Teacher participants worked with guest faculty/facilitators to explore the mobility work behind another well-known geographic movement that greatly contributed to the fight for civil rights: the Great Migration of African Americans from the Southeast to northern, midwestern, and western cities from 1910 to 1970 (Inwood Citation2014). There was a concerted effort to complicate iconic textbook maps of the Great Migration that tend to reduce the 20th-century Black escape from the Jim Crow South as a series of unproblematic, unidirectional flow lines that belie the difficult decisions, trips, and consequences experienced by migrating individuals and families as they found opportunity but also continued inequality and discrimination outside the South. In seeing the Great Migrations of African Americans as embodied human practices, lived experiences, and wider systems of knowing and resisting racism, the Geographic Mobility Summer Institute created content moments in which a detailed spatial analysis of migration patterns (e.g., examining variation by decade, region, and city) was combined with the journey stories of Black migrants as retold in Warmth of Other Suns (Wilkerson Citation2011) and reflected in the creative expressions of artist Beauford Delaney and blues musician Muddy Waters (Strait Citation2021). The concept of journey stories can be applied more broadly in the geography classroom to capture examples of how ordinary people actively experience oppressive mobility but also (re)work the act of moving as they negotiate their well-being and rights. Even the smallest story can unlock and give meaning to larger geographic patterns and processes, and journey stories as a content innovation can be crucial to building student empathy, allowing them to locate their own stories of movement, privilege, and marginalization.
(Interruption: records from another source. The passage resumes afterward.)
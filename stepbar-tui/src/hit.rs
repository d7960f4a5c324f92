use crate::rect::Rect;

/// Something on the toolbar that reacts to a click.
#[derive(Debug, Clone, PartialEq, Eq)]
pub enum Target {
    /// An icon, identified by its action.
    Icon(String),
    /// The expand/collapse control.
    Control,
}

/// Clickable regions from the last render, in paint order.
#[derive(Debug, Clone, Default)]
pub struct HitMap {
    regions: Vec<(Rect, Target)>,
}

impl HitMap {
    pub fn new() -> Self {
        Self::default()
    }

    /// Register a region. Empty rectangles are ignored.
    pub fn push(&mut self, rect: Rect, target: Target) {
        if !rect.is_empty() {
            self.regions.push((rect, target));
        }
    }

    /// Find the topmost target at the given coordinates.
    pub fn hit_test(&self, x: u16, y: u16) -> Option<&Target> {
        // Check in reverse order (last painted = on top)
        self.regions
            .iter()
            .rev()
            .find(|(rect, _)| rect.contains(x, y))
            .map(|(_, target)| target)
    }

    pub fn regions(&self) -> &[(Rect, Target)] {
        &self.regions
    }

    pub fn len(&self) -> usize {
        self.regions.len()
    }

    pub fn is_empty(&self) -> bool {
        self.regions.is_empty()
    }
}
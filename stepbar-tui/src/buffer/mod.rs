mod buffer;
mod cell;

pub use buffer::Buffer;
pub use cell::Cell;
Mobility as Place-(Un)Making

Another important content innovation within our Black Geographies of Mobility Summer Institute was making important connections between the racialized politics of geographic movement and the making and un-making of places. Participating educators were encouraged to think about how prevailing mobility and transportation regimes have shaped landscapes in the United States, historically and now, in both positive and negative ways (Kerski Citation2015). For example, the workshop used lectures, readings, and hands-on lessons to understand the historical geography of how planners and engineers constructed transportation infrastructure that worked to compromise the mobility and well-being of Black communities—whether through building roads in the middle of minority neighborhoods, not installing sidewalks in poor communities, using ramps and overpasses to isolate Black and Brown communities, or keeping public transit systems out of wealthy white areas. The Geographic Mobility Summer Institute specifically explored the history and consequences of the building of the federal interstate highway system beginning in the 1950s (Archer Citation2020). The deliberate construction of these interstates, rather than an ideologically innocent process, led to the splintering and paving over of many Black neighborhoods and business districts across the United States—from Detroit (I-375) and St. Paul (I-94) to New Orleans (I-10) and Nashville (I-40).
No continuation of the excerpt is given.